Ci vuole tutta la genialità di questo mondo per riuscire a diventare uno dei musicisti più influenti degli ultimi 50 anni senza essere un musicista. Attenzione però, è vero che da sempre Brian Eno si è autodefinito (anche con un certo orgoglio) non-musicista, questo però non va preso alla lettera. Eno intende soprattutto il non essere in grado di leggere uno spartito e il non sapere armeggiare uno strumento con la dovuta perizia. Ma tutto ciò non è mai stato un problema per lui che ha sempre messo innanzi a tutto le idee e l’inventiva, fino a diventare un vero architetto della musica. E di idee folgoranti la testa di Eno è piena, fin dal suo ingresso nei Roxy Music, quando grazie ai singulti del suo sintetizzatore VCS3 eleva la band a visionari rock.
Quando Eno ha in mano uno strumento riesce a cavare da esso l’inaudito, lo studia in tutte le possibilità e lo registra stravolgendone le caratteristiche principali per renderlo diverso da tutto ciò che si è sentito prima. Da questo punto di vista è un bene che non sia diventato un perfetto esecutore perché ciò lo avrebbe limitato, avrebbe ridimensionato quello che si può ottenere libero di spaziare tra armonie, melodie e sonorità. Grazie a questa continua invenzione, Eno si muove agilmente tra art rock, glam, funk, world music e avanguardia. È punk prima del punk, è new wave prima della new wave, è in grado di creare la ambient music nella quale gli strumenti perdono le loro caratteristiche principali e si fanno colori di una tavolozza, quadri astratti che raffigurano paesaggi della coscienza e del ricordo.

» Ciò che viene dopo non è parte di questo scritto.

//! Built-in checks

use std::fmt;
use std::sync::Arc;

use regex::Regex;

use super::check::{Check, Field, Requirement};
use crate::value::{Value, ValueExt, ValueKind, values_equal};

/// Fails when the field is missing or null
#[derive(Debug, Clone, Copy, Default)]
pub struct IsRequired;

impl Check for IsRequired {
    fn evaluate(&self, field: Field<'_>) -> Result<(), String> {
        match field {
            Field::Missing => Err("field is required".to_string()),
            Field::Present(Value::Null) => Err("field is required but was null".to_string()),
            Field::Present(_) => Ok(()),
        }
    }

    fn requirement(&self) -> Requirement {
        Requirement::Required
    }
}

/// Always passes; an absent field skips the other checks of its constraint
#[derive(Debug, Clone, Copy, Default)]
pub struct IsOptional;

/// Same as [`IsOptional`]
#[derive(Debug, Clone, Copy, Default)]
pub struct NotRequired;

macro_rules! optional_check {
    ($($ty:ty),*) => {
        $(
            impl Check for $ty {
                fn evaluate(&self, _field: Field<'_>) -> Result<(), String> {
                    Ok(())
                }

                fn requirement(&self) -> Requirement {
                    Requirement::Optional
                }
            }
        )*
    };
}

optional_check!(IsOptional, NotRequired);

/// Fails when present and not of the given kind
#[derive(Debug, Clone, Copy)]
pub struct IsType(pub ValueKind);

impl Check for IsType {
    fn evaluate(&self, field: Field<'_>) -> Result<(), String> {
        match field.value() {
            Some(value) if !self.0.matches(value) => Err(format!(
                "expected {}, found {}",
                self.0,
                ValueKind::of(value)
            )),
            _ => Ok(()),
        }
    }
}

/// Inclusive numeric bounds
#[derive(Debug, Clone, Copy, PartialEq)]
pub struct InRange {
    pub min: f64,
    pub max: f64,
}

impl InRange {
    #[must_use]
    pub fn new(min: impl Into<f64>, max: impl Into<f64>) -> Self {
        Self {
            min: min.into(),
            max: max.into(),
        }
    }
}

impl Check for InRange {
    fn evaluate(&self, field: Field<'_>) -> Result<(), String> {
        let Some(value) = field.value() else {
            return Ok(());
        };
        match value.as_f64() {
            Some(n) if n >= self.min && n <= self.max => Ok(()),
            Some(n) => Err(format!("{n} is not in range [{}, {}]", self.min, self.max)),
            None => Err(format!("expected number, found {}", ValueKind::of(value))),
        }
    }
}

/// Membership in a fixed set of values
#[derive(Debug, Clone, PartialEq)]
pub struct InSet(pub Vec<Value>);

impl InSet {
    #[must_use]
    pub fn new<I, V>(values: I) -> Self
    where
        I: IntoIterator<Item = V>,
        V: Into<Value>,
    {
        Self(values.into_iter().map(Into::into).collect())
    }
}

impl Check for InSet {
    fn evaluate(&self, field: Field<'_>) -> Result<(), String> {
        match field.value() {
            Some(value) if !self.0.iter().any(|member| values_equal(member, value)) => {
                Err(format!("{value} is not one of {}", Value::Array(self.0.clone())))
            }
            _ => Ok(()),
        }
    }
}

/// Minimum number of items (sequence, mapping) or characters (string)
#[derive(Debug, Clone, Copy, PartialEq, Eq)]
pub struct MinCount(pub usize);

impl Check for MinCount {
    fn evaluate(&self, field: Field<'_>) -> Result<(), String> {
        count_within(field, |count| {
            (count >= self.0)
                .then_some(())
                .ok_or_else(|| format!("expected at least {} items, found {count}", self.0))
        })
    }
}

/// Maximum number of items (sequence, mapping) or characters (string)
#[derive(Debug, Clone, Copy, PartialEq, Eq)]
pub struct MaxCount(pub usize);

impl Check for MaxCount {
    fn evaluate(&self, field: Field<'_>) -> Result<(), String> {
        count_within(field, |count| {
            (count <= self.0)
                .then_some(())
                .ok_or_else(|| format!("expected at most {} items, found {count}", self.0))
        })
    }
}

fn count_within(field: Field<'_>, bound: impl FnOnce(usize) -> Result<(), String>) -> Result<(), String> {
    let Some(value) = field.value() else {
        return Ok(());
    };
    match value.count() {
        Some(count) => bound(count),
        None => Err(format!("{} has no size", ValueKind::of(value))),
    }
}

/// Exact value
#[derive(Debug, Clone, PartialEq)]
pub struct Equals(pub Value);

impl Equals {
    #[must_use]
    pub fn new(value: impl Into<Value>) -> Self {
        Self(value.into())
    }
}

impl Check for Equals {
    fn evaluate(&self, field: Field<'_>) -> Result<(), String> {
        match field.value() {
            Some(value) if !values_equal(value, &self.0) => {
                Err(format!("expected {}, found {value}", self.0))
            }
            _ => Ok(()),
        }
    }
}

/// String matching a regular expression
#[derive(Debug, Clone)]
pub struct Matches(pub Regex);

impl Matches {
    /// Compile `pattern`
    ///
    /// # Errors
    /// Returns the regex error for invalid patterns.
    pub fn new(pattern: &str) -> Result<Self, regex::Error> {
        Regex::new(pattern).map(Self)
    }
}

impl Check for Matches {
    fn evaluate(&self, field: Field<'_>) -> Result<(), String> {
        match field.value() {
            None => Ok(()),
            Some(Value::String(s)) if self.0.is_match(s) => Ok(()),
            Some(Value::String(s)) => Err(format!("'{s}' does not match /{}/", self.0.as_str())),
            Some(other) => Err(format!("expected string, found {}", ValueKind::of(other))),
        }
    }
}

/// Named caller-supplied predicate over present values
#[derive(Clone)]
pub struct Predicate {
    name: String,
    test: Arc<dyn Fn(&Value) -> bool + Send + Sync>,
}

impl Predicate {
    pub fn new<F>(name: impl Into<String>, test: F) -> Self
    where
        F: Fn(&Value) -> bool + Send + Sync + 'static,
    {
        Self {
            name: name.into(),
            test: Arc::new(test),
        }
    }
}

impl fmt::Debug for Predicate {
    fn fmt(&self, f: &mut fmt::Formatter<'_>) -> fmt::Result {
        f.debug_tuple("Predicate").field(&self.name).finish()
    }
}

impl Check for Predicate {
    fn evaluate(&self, field: Field<'_>) -> Result<(), String> {
        match field.value() {
            Some(value) if !(self.test)(value) => Err(format!("{} failed for {value}", self.name)),
            _ => Ok(()),
        }
    }
}

#[cfg(test)]
mod tests {
    use serde_json::json;

    use super::*;

    #[test]
    fn in_range_is_inclusive() {
        let check = InRange::new(2, 4);
        assert!(check.evaluate(Field::Present(&json!(2))).is_ok());
        assert!(check.evaluate(Field::Present(&json!(4.0))).is_ok());
        assert!(check.evaluate(Field::Present(&json!(5))).is_err());
        assert!(check.evaluate(Field::Present(&json!("3"))).is_err());
    }

    #[test]
    fn value_checks_pass_on_absent_fields() {
        let absent = [Field::Missing, Field::Present(&Value::Null)];
        for field in absent {
            assert!(InRange::new(0, 1).evaluate(field).is_ok());
            assert!(IsType(ValueKind::String).evaluate(field).is_ok());
            assert!(MinCount(1).evaluate(field).is_ok());
            assert!(IsRequired.evaluate(field).is_err());
        }
    }

    #[test]
    fn counts_and_membership() {
        assert!(MinCount(2).evaluate(Field::Present(&json!([1]))).is_err());
        assert!(MaxCount(1).evaluate(Field::Present(&json!({"a": 1}))).is_ok());
        assert!(MaxCount(1).evaluate(Field::Present(&json!(3))).is_err());
        assert!(InSet::new(["a", "b"]).evaluate(Field::Present(&json!("b"))).is_ok());
        assert!(InSet::new(["a", "b"]).evaluate(Field::Present(&json!("c"))).is_err());
    }

    #[test]
    fn integers_and_floats_of_equal_value_match() {
        assert!(InSet::new([1]).evaluate(Field::Present(&json!(1.0))).is_ok());
        assert!(InSet::new([1.5, 2.0]).evaluate(Field::Present(&json!(2))).is_ok());
        assert!(Equals::new(2).evaluate(Field::Present(&json!(2.0))).is_ok());
        assert!(Equals::new(json!({"n": [1]})).evaluate(Field::Present(&json!({"n": [1.0]}))).is_ok());
        assert!(Equals::new(2).evaluate(Field::Present(&json!(2.5))).is_err());
    }

    #[test]
    fn matches_requires_strings() {
        let check = Matches::new(r"^\d{3}$").unwrap();
        assert!(check.evaluate(Field::Present(&json!("123"))).is_ok());
        assert!(check.evaluate(Field::Present(&json!("12a"))).is_err());
        assert!(check.evaluate(Field::Present(&json!(123))).is_err());
    }
}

Eno però non è solo un investigatore di suoni, possiede anche un’anima pop che gli ha permesso di scrivere canzoni nelle quali aggiungere sempre una precisa personalità sperimentale che le rende uniche. Partendo da semplici intuizioni melodiche, dirige i musicisti e li spinge oltre i limiti delle loro capacità strumentali e improvvisative, poi fissa tutto su nastro che verrà manipolato ed effettato fino a raggiungere lo scopo desiderato. Lo stesso lavoro che metterà a disposizione di altri artisti quando si tratterà di produrre i loro album.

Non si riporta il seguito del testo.